* Work item:
Starting at the line that has "of its state" and stopping after the line that has "pub struct PortRange", reproduce the listing below exactly; omit everything else.

----------

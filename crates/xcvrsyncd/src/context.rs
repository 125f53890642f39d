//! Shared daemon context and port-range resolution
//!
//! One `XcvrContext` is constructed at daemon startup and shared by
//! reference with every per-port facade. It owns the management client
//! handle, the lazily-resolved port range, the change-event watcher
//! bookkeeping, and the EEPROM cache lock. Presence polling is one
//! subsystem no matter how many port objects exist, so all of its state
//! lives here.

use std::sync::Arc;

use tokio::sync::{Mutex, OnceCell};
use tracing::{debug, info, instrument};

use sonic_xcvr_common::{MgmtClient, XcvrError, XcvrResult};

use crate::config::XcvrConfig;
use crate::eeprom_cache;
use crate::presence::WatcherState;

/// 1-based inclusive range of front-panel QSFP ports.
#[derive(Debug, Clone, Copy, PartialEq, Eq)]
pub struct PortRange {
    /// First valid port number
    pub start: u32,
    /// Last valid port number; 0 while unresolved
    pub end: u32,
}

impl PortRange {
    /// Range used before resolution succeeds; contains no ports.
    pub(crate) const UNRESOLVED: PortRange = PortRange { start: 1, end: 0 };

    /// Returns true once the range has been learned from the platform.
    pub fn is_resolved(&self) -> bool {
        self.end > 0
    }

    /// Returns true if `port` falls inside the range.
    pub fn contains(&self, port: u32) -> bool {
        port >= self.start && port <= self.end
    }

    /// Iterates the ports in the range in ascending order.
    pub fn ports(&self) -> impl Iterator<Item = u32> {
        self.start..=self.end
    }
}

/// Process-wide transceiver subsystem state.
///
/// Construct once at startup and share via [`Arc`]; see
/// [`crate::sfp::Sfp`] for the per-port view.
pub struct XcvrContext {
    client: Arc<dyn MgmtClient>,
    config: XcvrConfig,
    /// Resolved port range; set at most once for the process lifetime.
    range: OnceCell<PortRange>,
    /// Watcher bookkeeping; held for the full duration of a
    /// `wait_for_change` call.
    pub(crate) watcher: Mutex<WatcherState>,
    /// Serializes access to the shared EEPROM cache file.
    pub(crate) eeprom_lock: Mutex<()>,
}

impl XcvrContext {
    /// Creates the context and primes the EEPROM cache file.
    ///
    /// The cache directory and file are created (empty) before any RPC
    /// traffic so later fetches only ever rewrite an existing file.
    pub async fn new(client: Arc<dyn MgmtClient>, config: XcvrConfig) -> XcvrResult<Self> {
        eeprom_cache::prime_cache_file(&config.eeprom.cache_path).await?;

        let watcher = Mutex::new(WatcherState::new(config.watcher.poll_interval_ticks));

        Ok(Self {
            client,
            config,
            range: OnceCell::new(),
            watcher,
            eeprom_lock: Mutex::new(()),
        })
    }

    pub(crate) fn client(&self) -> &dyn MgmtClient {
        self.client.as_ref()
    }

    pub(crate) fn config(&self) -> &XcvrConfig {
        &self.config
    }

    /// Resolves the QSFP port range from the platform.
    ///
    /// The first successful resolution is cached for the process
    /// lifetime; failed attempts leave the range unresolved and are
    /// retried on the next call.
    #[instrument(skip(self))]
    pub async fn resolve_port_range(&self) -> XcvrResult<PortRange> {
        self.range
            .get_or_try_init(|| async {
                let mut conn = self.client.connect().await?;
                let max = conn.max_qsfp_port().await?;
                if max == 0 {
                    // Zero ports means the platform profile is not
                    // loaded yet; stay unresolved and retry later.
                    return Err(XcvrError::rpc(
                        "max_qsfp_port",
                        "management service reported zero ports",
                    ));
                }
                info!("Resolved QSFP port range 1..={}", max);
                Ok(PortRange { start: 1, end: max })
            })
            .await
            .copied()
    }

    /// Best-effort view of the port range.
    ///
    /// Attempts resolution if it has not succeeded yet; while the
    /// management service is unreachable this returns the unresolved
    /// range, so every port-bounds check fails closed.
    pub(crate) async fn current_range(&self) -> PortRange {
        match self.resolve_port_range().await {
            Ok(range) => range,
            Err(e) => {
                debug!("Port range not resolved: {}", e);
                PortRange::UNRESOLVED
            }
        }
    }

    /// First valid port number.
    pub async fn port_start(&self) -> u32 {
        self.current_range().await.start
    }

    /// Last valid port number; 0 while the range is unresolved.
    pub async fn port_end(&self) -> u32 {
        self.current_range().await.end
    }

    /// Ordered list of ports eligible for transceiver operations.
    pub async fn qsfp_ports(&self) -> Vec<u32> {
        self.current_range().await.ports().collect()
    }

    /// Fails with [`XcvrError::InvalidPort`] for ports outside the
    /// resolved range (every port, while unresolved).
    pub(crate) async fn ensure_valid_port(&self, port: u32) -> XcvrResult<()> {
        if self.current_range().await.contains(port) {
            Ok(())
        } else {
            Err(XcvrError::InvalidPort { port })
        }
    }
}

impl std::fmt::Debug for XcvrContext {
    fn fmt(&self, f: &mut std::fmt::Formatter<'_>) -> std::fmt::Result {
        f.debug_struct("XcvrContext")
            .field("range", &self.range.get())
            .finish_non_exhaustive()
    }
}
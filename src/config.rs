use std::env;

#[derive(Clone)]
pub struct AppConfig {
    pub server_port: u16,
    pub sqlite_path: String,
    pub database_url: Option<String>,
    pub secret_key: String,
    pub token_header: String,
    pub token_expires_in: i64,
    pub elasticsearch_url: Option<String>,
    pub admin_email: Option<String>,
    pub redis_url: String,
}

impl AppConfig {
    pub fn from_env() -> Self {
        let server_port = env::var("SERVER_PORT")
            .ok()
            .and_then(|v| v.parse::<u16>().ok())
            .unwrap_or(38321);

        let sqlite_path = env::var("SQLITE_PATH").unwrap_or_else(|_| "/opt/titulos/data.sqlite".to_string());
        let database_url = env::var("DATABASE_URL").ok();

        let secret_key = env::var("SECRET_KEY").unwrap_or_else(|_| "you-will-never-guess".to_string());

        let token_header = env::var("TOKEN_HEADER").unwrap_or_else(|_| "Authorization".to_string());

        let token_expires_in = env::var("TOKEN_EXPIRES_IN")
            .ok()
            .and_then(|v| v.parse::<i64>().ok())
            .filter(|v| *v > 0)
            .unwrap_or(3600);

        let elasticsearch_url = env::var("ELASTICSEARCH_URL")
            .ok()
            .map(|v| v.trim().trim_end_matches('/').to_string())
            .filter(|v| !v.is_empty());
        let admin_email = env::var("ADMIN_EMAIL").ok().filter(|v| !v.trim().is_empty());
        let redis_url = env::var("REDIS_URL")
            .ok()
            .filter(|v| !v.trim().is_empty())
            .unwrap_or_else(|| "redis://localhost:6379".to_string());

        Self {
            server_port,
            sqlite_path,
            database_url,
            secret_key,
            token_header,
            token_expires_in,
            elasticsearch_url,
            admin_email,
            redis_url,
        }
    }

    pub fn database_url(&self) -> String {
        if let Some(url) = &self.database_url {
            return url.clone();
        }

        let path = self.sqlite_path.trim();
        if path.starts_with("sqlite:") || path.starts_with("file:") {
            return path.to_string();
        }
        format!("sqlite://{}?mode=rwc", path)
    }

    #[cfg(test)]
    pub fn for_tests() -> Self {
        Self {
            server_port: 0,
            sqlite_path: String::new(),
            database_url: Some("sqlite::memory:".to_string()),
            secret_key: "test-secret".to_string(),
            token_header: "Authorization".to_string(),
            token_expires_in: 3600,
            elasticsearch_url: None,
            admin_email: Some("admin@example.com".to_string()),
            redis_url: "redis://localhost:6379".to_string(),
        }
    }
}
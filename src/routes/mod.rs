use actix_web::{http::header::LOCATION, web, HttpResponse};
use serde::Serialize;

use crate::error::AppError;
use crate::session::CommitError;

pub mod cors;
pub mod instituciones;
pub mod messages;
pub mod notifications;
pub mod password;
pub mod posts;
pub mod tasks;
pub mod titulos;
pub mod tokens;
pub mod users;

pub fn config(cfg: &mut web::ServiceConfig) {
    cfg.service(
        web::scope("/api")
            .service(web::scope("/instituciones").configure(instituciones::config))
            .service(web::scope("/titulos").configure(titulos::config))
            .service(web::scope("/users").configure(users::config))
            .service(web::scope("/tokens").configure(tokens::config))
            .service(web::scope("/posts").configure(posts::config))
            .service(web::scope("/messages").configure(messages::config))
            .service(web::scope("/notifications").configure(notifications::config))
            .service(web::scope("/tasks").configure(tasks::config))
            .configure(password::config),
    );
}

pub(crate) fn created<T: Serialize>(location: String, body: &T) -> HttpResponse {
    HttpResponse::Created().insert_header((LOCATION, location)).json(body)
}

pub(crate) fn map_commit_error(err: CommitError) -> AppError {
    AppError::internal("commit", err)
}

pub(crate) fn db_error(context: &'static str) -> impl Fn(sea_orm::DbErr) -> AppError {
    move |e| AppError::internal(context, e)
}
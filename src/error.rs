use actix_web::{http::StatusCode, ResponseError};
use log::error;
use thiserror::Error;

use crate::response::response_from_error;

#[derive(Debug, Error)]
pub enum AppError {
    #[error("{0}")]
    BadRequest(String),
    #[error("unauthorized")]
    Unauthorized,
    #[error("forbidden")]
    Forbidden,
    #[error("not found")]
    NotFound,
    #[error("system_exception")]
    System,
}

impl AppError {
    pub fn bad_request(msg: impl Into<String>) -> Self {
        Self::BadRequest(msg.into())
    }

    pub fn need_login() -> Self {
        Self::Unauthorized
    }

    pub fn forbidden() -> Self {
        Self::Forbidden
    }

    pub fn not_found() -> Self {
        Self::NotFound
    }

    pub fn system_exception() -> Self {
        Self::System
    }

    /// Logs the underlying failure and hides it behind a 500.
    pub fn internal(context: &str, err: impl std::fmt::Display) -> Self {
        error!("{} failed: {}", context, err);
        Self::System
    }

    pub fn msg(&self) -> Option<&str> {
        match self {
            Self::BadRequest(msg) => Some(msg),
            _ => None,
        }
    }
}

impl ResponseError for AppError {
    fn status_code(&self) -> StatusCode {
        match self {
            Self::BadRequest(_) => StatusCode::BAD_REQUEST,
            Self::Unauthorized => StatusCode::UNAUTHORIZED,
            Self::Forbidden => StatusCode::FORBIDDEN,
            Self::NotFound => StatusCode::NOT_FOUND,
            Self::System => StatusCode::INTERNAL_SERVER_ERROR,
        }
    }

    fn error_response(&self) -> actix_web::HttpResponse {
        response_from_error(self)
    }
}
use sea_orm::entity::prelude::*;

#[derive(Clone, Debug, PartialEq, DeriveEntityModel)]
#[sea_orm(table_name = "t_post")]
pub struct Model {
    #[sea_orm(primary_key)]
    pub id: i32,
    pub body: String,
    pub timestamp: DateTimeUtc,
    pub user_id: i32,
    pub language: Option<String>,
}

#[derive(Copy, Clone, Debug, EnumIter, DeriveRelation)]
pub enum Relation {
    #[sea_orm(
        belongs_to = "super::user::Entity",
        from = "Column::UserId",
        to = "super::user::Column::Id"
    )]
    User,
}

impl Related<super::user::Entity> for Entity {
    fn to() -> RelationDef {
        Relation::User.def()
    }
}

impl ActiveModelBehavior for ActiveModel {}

----------

* Your response:
//! subsystem no matter how many port objects exist, so all of its state
//! lives here.

use std::sync::Arc;

use tokio::sync::{Mutex, OnceCell};
use tracing::{debug, info, instrument};

use sonic_xcvr_common::{MgmtClient, XcvrError, XcvrResult};

use crate::config::XcvrConfig;
use crate::eeprom_cache;
use crate::presence::WatcherState;

/// 1-based inclusive range of front-panel QSFP ports.
#[derive(Debug, Clone, Copy, PartialEq, Eq)]
pub struct PortRange {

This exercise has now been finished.